Холодное блюдо - Щепетнов Евгений. Страница 15
– Не так! – злобно огрызнулся Ангус, чувствуя, как кровь бросилась ему в голову. То ли от ярости, то ли от возмущения и стыда. – Я уже сказал, не буду этого делать! Никогда! И ни за что! Всему есть пределы, и это мой предел! Я не буду убивать детей!
– Тогда их убью я… – Голос Левана был тихим, скучным, обыденным. Таким обыденным, что впавший в ярость Ангус вначале не осознал смысла слов. А когда осознал – окаменел, побледнел и пристально посмотрел на Левана.
– Как… убьешь? Что значит – убьешь?!
– Как убью? Например, перережу глотку. Или сверну шею. Вначале одному, потом другому. И буду так убивать, пока ты не согласишься на наши требования. Убью всех этих – приведу новых. И снова буду убивать. И ты будешь виноват. Ты!

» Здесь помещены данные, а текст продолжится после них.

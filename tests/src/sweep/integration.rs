use std::sync::Arc;

use adminsweep_common::config::Config;
use adminsweep_common::outcome::Classification;
use adminsweep_core::targets::{self, TargetSource};
use adminsweep_core::transport::CommandExecutor;
use adminsweep_core::{Classifier, SweepReport, SweepSession, sweep};

use crate::utils::{RecordingReporter, TableExecutor, targets};

async fn run(
    executor: Arc<TableExecutor>,
    names: &[&str],
    cfg: &Config,
) -> (SweepReport, RecordingReporter) {
    let mut reporter = RecordingReporter::default();
    let session = SweepSession::new(targets(names));
    let report = sweep(session, executor, Classifier::default(), cfg, &mut reporter).await;
    (report, reporter)
}

fn verdict_of(report: &SweepReport, host: &str) -> Option<Classification> {
    report
        .outcomes
        .iter()
        .find(|outcome| outcome.target().as_str() == host)
        .map(|outcome| outcome.classification)
}

#[tokio::test]
async fn denied_host_stays_quiet_and_admin_host_is_confirmed() {
    let executor = Arc::new(TableExecutor::new(&[
        ("h1", Some("Access is denied.")),
        ("h2", None),
    ]));
    let (report, reporter) = run(executor, &["h1", "h2"], &Config::default()).await;

    assert_eq!(verdict_of(&report, "h1"), Some(Classification::Denied));
    assert_eq!(verdict_of(&report, "h2"), Some(Classification::Confirmed));
    assert_eq!(report.confirmed().map(|t| t.as_str()).collect::<Vec<_>>(), ["h2"]);
    assert_eq!(report.count(Classification::Anomalous), 0);
    assert_eq!(reporter.seen.len(), 2);
}

#[tokio::test]
async fn rpc_failure_is_reported_as_anomalous_with_its_text() {
    let executor = Arc::new(TableExecutor::new(&[(
        "h3",
        Some("The RPC server is unavailable."),
    )]));
    let (report, reporter) = run(executor, &["h3"], &Config::default()).await;

    assert_eq!(report.count(Classification::Anomalous), 1);
    assert_eq!(
        reporter.seen[0].error_message(),
        Some("The RPC server is unavailable.")
    );
}

#[tokio::test]
async fn empty_target_list_produces_nothing() {
    let resolved = targets::resolve(&TargetSource::List(Vec::new()))
        .await
        .unwrap();
    let executor = Arc::new(TableExecutor::new(&[]));
    let mut reporter = RecordingReporter::default();

    let report = sweep(
        SweepSession::new(resolved),
        executor.clone(),
        Classifier::default(),
        &Config::default(),
        &mut reporter,
    )
    .await;

    assert_eq!(report.probed(), 0);
    assert_eq!(report.skipped, 0);
    assert!(reporter.seen.is_empty());
    assert!(executor.probed().is_empty());
}

#[tokio::test]
async fn outcome_count_matches_target_count() {
    let names: Vec<String> = (0..50).map(|i| format!("ws{i:02}")).collect();
    let refs: Vec<&str> = names.iter().map(String::as_str).collect();
    let mut table: Vec<(&str, Option<&'static str>)> = refs
        .iter()
        .map(|name| (*name, Some("Access is denied.")))
        .collect();
    table[17].1 = None;
    table.truncate(40);

    let executor = Arc::new(TableExecutor::new(&table));
    let cfg = Config {
        concurrency: 8,
        ..Config::default()
    };
    let (report, reporter) = run(executor, &refs, &cfg).await;

    assert_eq!(report.probed(), 50);
    assert_eq!(reporter.seen.len(), 50);
    assert_eq!(report.count(Classification::Confirmed), 1);
    assert_eq!(report.count(Classification::Denied), 39);
    assert_eq!(report.count(Classification::Anomalous), 10);
}

#[tokio::test]
async fn stop_on_success_with_sequential_dispatch_skips_the_rest() {
    let executor = Arc::new(TableExecutor::new(&[
        ("A", None),
        ("B", Some("Access is denied.")),
        ("C", None),
    ]));
    let cfg = Config {
        concurrency: 1,
        stop_on_success: true,
        ..Config::default()
    };
    let (report, _) = run(executor.clone(), &["A", "B", "C"], &cfg).await;

    assert_eq!(executor.probed(), ["A"]);
    assert!(report.stopped_early);
    assert_eq!(report.skipped, 2);
}

#[tokio::test]
async fn external_stop_behaves_like_an_interrupt() {
    let executor = Arc::new(TableExecutor::new(&[
        ("a", Some("Access is denied.")),
        ("b", Some("Access is denied.")),
        ("c", Some("Access is denied.")),
    ]));
    let session = SweepSession::new(targets(&["a", "b", "c"]));
    let mut reporter = RecordingReporter {
        stop_after_first: Some(session.stop_signal()),
        ..RecordingReporter::default()
    };
    let cfg = Config {
        concurrency: 1,
        ..Config::default()
    };

    let report = sweep(session, executor.clone(), Classifier::default(), &cfg, &mut reporter).await;

    assert!(report.stopped_early);
    assert_eq!(report.probed() + report.skipped, 3);
    assert!(report.skipped >= 1);
}

#[tokio::test]
async fn duplicate_hosts_in_a_target_file_are_probed_once() {
    let path = std::env::temp_dir().join(format!("adminsweep-targets-{}.txt", std::process::id()));
    std::fs::write(&path, "# lab\nWS01\nws01\nws02\n\n").unwrap();

    let resolved = targets::resolve(&TargetSource::File(path.clone())).await;
    std::fs::remove_file(&path).unwrap();
    let session = SweepSession::new(resolved.unwrap());

    let executor = Arc::new(TableExecutor::new(&[
        ("WS01", None),
        ("ws02", Some("Access is denied.")),
    ]));
    let mut reporter = RecordingReporter::default();
    let report = sweep(
        session,
        executor.clone(),
        Classifier::default(),
        &Config::default(),
        &mut reporter,
    )
    .await;

    assert_eq!(report.probed(), 2);
    assert_eq!(executor.probed().len(), 2);
    assert_eq!(verdict_of(&report, "WS01"), Some(Classification::Confirmed));
}

#[cfg(unix)]
mod processes {
    use super::*;
    use adminsweep_common::outcome::ClassifiedOutcome;
    use std::time::Duration;

    const SCRIPT: &str = "case {target} in \
        ok*) echo {target} ;; \
        denied*) echo 'Access is denied.' >&2; exit 1 ;; \
        slow*) sleep 5 ;; \
        *) echo 'The RPC server is unavailable.' >&2; exit 1 ;; \
        esac";

    fn shell_executor() -> Arc<CommandExecutor> {
        Arc::new(CommandExecutor::new("sh", ["-c", SCRIPT]).unwrap())
    }

    async fn run_shell(names: &[&str], cfg: &Config) -> SweepReport {
        let mut reporter: Vec<ClassifiedOutcome> = Vec::new();
        sweep(
            SweepSession::new(targets(names)),
            shell_executor(),
            Classifier::default(),
            cfg,
            &mut reporter,
        )
        .await
    }

    #[tokio::test]
    async fn child_process_results_are_classified() {
        let report = run_shell(&["ok1", "denied1", "broken1"], &Config::default()).await;

        assert_eq!(report.probed(), 3);
        assert_eq!(verdict_of(&report, "ok1"), Some(Classification::Confirmed));
        assert_eq!(verdict_of(&report, "denied1"), Some(Classification::Denied));
        assert_eq!(verdict_of(&report, "broken1"), Some(Classification::Anomalous));
    }

    #[tokio::test]
    async fn hung_remote_command_is_cut_off_by_the_probe_timeout() {
        let cfg = Config {
            probe_timeout: Duration::from_millis(300),
            ..Config::default()
        };
        let started = std::time::Instant::now();
        let report = run_shell(&["slow1", "ok2"], &cfg).await;

        assert!(started.elapsed() < Duration::from_secs(4));
        assert_eq!(verdict_of(&report, "slow1"), Some(Classification::Anomalous));
        assert_eq!(verdict_of(&report, "ok2"), Some(Classification::Confirmed));
    }

    #[tokio::test]
    async fn sequential_early_stop_with_real_processes() {
        let cfg = Config {
            concurrency: 1,
            stop_on_success: true,
            ..Config::default()
        };
        let report = run_shell(&["denied1", "ok1", "ok2"], &cfg).await;

        assert_eq!(report.probed(), 2);
        assert_eq!(report.skipped, 1);
        assert_eq!(report.confirmed().map(|t| t.as_str()).collect::<Vec<_>>(), ["ok1"]);
    }
}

Он ткнул пальцем в сторону Ангуса, будто хотел его проткнуть, и тот едва заметно отшатнулся, чем вызвал внутреннюю усмешку Левана. Но на круглом, мрачном лице парня не отразилось ничего из тех эмоций, что он испытывал сам.
– Ты не посмеешь! – выдохнул Ангус, и Леван укоризненно покачал головой:
– Знаешь ведь, что посмею. И сделаю. И только ты можешь их спасти. Делай из них магов! Делай! Какая-то часть умрет, да, но остальные выживут! А так они умрут все. Все, понимаешь? Клянусь тебе, умрут!
– Не посмеешь… – повторил Ангус сухими, холодными губами. Губами мертвеца. Он почти уже жалел, что не умер во время пыток. Все бы тогда закончилось, все было бы гораздо проще.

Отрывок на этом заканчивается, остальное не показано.